■ **EXERCISE**:
Word for word, transcribe the records that follow.

----------

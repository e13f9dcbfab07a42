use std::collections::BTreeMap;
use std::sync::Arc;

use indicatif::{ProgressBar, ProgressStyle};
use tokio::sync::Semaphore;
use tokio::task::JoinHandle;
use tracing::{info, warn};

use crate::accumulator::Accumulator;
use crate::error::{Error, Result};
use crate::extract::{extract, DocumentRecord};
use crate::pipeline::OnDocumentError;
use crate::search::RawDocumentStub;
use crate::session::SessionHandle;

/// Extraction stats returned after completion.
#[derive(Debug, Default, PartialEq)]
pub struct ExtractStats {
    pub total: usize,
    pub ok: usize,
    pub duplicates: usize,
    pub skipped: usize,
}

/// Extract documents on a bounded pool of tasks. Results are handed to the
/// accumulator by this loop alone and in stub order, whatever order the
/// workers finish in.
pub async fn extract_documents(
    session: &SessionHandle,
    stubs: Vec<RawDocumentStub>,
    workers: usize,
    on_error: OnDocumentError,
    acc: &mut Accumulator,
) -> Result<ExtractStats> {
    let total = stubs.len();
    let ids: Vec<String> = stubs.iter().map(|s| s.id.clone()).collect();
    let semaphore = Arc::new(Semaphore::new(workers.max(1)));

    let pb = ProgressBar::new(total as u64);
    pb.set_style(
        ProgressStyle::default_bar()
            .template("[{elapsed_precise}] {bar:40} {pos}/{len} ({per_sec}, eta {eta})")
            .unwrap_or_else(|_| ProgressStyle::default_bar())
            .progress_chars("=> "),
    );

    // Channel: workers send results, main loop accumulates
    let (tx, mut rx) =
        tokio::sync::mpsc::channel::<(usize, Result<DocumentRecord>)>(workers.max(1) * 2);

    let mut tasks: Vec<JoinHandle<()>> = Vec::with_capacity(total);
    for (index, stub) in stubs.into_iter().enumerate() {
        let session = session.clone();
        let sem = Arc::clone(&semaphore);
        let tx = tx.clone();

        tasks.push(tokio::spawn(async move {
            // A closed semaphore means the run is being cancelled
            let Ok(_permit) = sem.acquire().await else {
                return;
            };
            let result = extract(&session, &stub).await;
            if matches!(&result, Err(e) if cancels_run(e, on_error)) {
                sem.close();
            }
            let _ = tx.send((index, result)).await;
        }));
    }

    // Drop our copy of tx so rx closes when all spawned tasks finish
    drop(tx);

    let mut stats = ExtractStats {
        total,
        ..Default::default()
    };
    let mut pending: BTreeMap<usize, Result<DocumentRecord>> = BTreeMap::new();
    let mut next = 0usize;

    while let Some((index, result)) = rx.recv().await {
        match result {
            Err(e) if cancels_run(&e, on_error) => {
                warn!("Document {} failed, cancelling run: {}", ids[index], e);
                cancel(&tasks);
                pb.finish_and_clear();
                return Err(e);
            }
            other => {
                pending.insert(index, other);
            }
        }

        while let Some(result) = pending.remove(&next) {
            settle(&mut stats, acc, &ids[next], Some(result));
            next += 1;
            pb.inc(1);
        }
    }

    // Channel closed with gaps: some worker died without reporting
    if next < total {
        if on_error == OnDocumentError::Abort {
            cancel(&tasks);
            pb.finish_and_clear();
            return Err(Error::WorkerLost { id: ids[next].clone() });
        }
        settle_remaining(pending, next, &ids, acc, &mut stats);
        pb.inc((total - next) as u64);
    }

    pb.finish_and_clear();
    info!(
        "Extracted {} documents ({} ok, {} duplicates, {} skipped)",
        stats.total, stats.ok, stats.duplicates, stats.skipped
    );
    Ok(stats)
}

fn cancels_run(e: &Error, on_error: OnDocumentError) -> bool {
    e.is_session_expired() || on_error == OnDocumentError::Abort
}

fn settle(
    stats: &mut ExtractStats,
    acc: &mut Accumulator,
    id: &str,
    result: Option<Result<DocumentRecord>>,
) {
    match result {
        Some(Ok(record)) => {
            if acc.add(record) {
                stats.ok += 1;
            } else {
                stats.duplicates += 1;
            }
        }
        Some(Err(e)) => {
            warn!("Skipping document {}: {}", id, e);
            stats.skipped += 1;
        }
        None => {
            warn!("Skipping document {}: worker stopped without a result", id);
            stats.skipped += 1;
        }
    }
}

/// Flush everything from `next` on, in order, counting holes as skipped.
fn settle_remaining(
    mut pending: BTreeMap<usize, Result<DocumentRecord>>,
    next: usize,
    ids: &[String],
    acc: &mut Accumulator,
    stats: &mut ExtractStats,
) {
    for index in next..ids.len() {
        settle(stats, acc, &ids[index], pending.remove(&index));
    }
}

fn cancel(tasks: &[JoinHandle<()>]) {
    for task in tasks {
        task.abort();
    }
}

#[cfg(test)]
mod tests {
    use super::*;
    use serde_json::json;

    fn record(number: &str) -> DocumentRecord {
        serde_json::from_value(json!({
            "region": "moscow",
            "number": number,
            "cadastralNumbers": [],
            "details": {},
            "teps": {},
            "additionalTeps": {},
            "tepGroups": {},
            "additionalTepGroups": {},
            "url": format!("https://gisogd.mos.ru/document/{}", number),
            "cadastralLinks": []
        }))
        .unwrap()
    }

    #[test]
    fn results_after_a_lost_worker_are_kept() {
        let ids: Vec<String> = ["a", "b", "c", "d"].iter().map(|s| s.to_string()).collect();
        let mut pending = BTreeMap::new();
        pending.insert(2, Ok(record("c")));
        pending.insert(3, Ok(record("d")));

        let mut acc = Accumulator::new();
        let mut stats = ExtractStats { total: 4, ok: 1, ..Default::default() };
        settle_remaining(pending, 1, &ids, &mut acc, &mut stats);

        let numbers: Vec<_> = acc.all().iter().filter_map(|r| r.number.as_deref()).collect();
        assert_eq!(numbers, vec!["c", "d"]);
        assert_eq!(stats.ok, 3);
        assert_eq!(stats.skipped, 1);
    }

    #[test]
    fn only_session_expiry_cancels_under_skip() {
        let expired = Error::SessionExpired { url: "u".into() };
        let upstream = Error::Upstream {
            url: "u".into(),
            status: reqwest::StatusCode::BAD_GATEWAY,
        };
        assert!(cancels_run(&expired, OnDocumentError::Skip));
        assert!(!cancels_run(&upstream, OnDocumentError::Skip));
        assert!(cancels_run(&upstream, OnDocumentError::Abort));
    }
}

----------

■ **ANSWER BELOW**:
repository e13f9dcbfab07a42
use std::collections::BTreeMap;
use std::sync::Arc;

use indicatif::{ProgressBar, ProgressStyle};
use tokio::sync::Semaphore;
use tokio::task::JoinHandle;
use tracing::{info, warn};

use crate::accumulator::Accumulator;
use crate::error::{Error, Result};
use crate::extract::{extract, DocumentRecord};
use crate::pipeline::OnDocumentError;
use crate::search::RawDocumentStub;
use crate::session::SessionHandle;

/// Extraction stats returned after completion.
#[derive(Debug, Default, PartialEq)]
pub struct ExtractStats {
    pub total: usize,
    pub ok: usize,
    pub duplicates: usize,
    pub skipped: usize,
}

/// Extract documents on a bounded pool of tasks. Results are handed to the
/// accumulator by this loop alone and in stub order, whatever order the
/// workers finish in.
pub async fn extract_documents(
    session: &SessionHandle,
    stubs: Vec<RawDocumentStub>,
    workers: usize,
    on_error: OnDocumentError,
    acc: &mut Accumulator,
) -> Result<ExtractStats> {
    let total = stubs.len();
    let ids: Vec<String> = stubs.iter().map(|s| s.id.clone()).collect();
    let semaphore = Arc::new(Semaphore::new(workers.max(1)));

    let pb = ProgressBar::new(total as u64);
    pb.set_style(
        ProgressStyle::default_bar()
            .template("[{elapsed_precise}] {bar:40} {pos}/{len} ({per_sec}, eta {eta})")
            .unwrap_or_else(|_| ProgressStyle::default_bar())
            .progress_chars("=> "),
    );

    // Channel: workers send results, main loop accumulates
    let (tx, mut rx) =
        tokio::sync::mpsc::channel::<(usize, Result<DocumentRecord>)>(workers.max(1) * 2);

    let mut tasks: Vec<JoinHandle<()>> = Vec::with_capacity(total);
    for (index, stub) in stubs.into_iter().enumerate() {
        let session = session.clone();
        let sem = Arc::clone(&semaphore);
        let tx = tx.clone();

        tasks.push(tokio::spawn(async move {
            // A closed semaphore means the run is being cancelled
            let Ok(_permit) = sem.acquire().await else {
                return;
            };
            let result = extract(&session, &stub).await;
            if matches!(&result, Err(e) if cancels_run(e, on_error)) {
                sem.close();
            }
            let _ = tx.send((index, result)).await;
        }));
    }

    // Drop our copy of tx so rx closes when all spawned tasks finish
    drop(tx);

    let mut stats = ExtractStats {
        total,
        ..Default::default()
    };
    let mut pending: BTreeMap<usize, Result<DocumentRecord>> = BTreeMap::new();
    let mut next = 0usize;

    while let Some((index, result)) = rx.recv().await {
        match result {
            Err(e) if cancels_run(&e, on_error) => {
                warn!("Document {} failed, cancelling run: {}", ids[index], e);
                cancel(&tasks);
                pb.finish_and_clear();
                return Err(e);
            }
            other => {
                pending.insert(index, other);
            }
        }

        while let Some(result) = pending.remove(&next) {
            settle(&mut stats, acc, &ids[next], Some(result));
            next += 1;
            pb.inc(1);
        }
    }

    // Channel closed with gaps: some worker died without reporting
    if next < total {
        if on_error == OnDocumentError::Abort {
            cancel(&tasks);
            pb.finish_and_clear();
            return Err(Error::WorkerLost { id: ids[next].clone() });
        }
        settle_remaining(pending, next, &ids, acc, &mut stats);
        pb.inc((total - next) as u64);
    }

    pb.finish_and_clear();
    info!(
        "Extracted {} documents ({} ok, {} duplicates, {} skipped)",
        stats.total, stats.ok, stats.duplicates, stats.skipped
    );
    Ok(stats)
}

fn cancels_run(e: &Error, on_error: OnDocumentError) -> bool {
    e.is_session_expired() || on_error == OnDocumentError::Abort
}

fn settle(
    stats: &mut ExtractStats,
    acc: &mut Accumulator,
    id: &str,
    result: Option<Result<DocumentRecord>>,
) {
    match result {
        Some(Ok(record)) => {
            if acc.add(record) {
                stats.ok += 1;
            } else {
                stats.duplicates += 1;
            }
        }
        Some(Err(e)) => {
            warn!("Skipping document {}: {}", id, e);
            stats.skipped += 1;
        }
        None => {
            warn!("Skipping document {}: worker stopped without a result", id);
            stats.skipped += 1;
        }
    }
}

/// Flush everything from `next` on, in order, counting holes as skipped.
fn settle_remaining(
    mut pending: BTreeMap<usize, Result<DocumentRecord>>,
    next: usize,
    ids: &[String],
    acc: &mut Accumulator,
    stats: &mut ExtractStats,
) {
    for index in next..ids.len() {
        settle(stats, acc, &ids[index], pending.remove(&index));
    }
}

fn cancel(tasks: &[JoinHandle<()>]) {
    for task in tasks {
        task.abort();
    }
}

#[cfg(test)]
mod tests {
    use super::*;
    use serde_json::json;

    fn record(number: &str) -> DocumentRecord {
        serde_json::from_value(json!({
            "region": "moscow",
            "number": number,
            "cadastralNumbers": [],
            "details": {},
            "teps": {},
            "additionalTeps": {},
            "tepGroups": {},
            "additionalTepGroups": {},
            "url": format!("https://gisogd.mos.ru/document/{}", number),
            "cadastralLinks": []
        }))
        .unwrap()
    }

    #[test]
    fn results_after_a_lost_worker_are_kept() {
        let ids: Vec<String> = ["a", "b", "c", "d"].iter().map(|s| s.to_string()).collect();
        let mut pending = BTreeMap::new();
        pending.insert(2, Ok(record("c")));
        pending.insert(3, Ok(record("d")));

        let mut acc = Accumulator::new();
        let mut stats = ExtractStats { total: 4, ok: 1, ..Default::default() };
        settle_remaining(pending, 1, &ids, &mut acc, &mut stats);

        let numbers: Vec<_> = acc.all().iter().filter_map(|r| r.number.as_deref()).collect();
        assert_eq!(numbers, vec!["c", "d"]);
        assert_eq!(stats.ok, 3);
        assert_eq!(stats.skipped, 1);
    }

    #[test]
    fn only_session_expiry_cancels_under_skip() {
        let expired = Error::SessionExpired { url: "u".into() };
        let upstream = Error::Upstream {
            url: "u".into(),
            status: reqwest::StatusCode::BAD_GATEWAY,
        };
        assert!(cancels_run(&expired, OnDocumentError::Skip));
        assert!(!cancels_run(&upstream, OnDocumentError::Skip));
        assert!(cancels_run(&upstream, OnDocumentError::Abort));
    }
}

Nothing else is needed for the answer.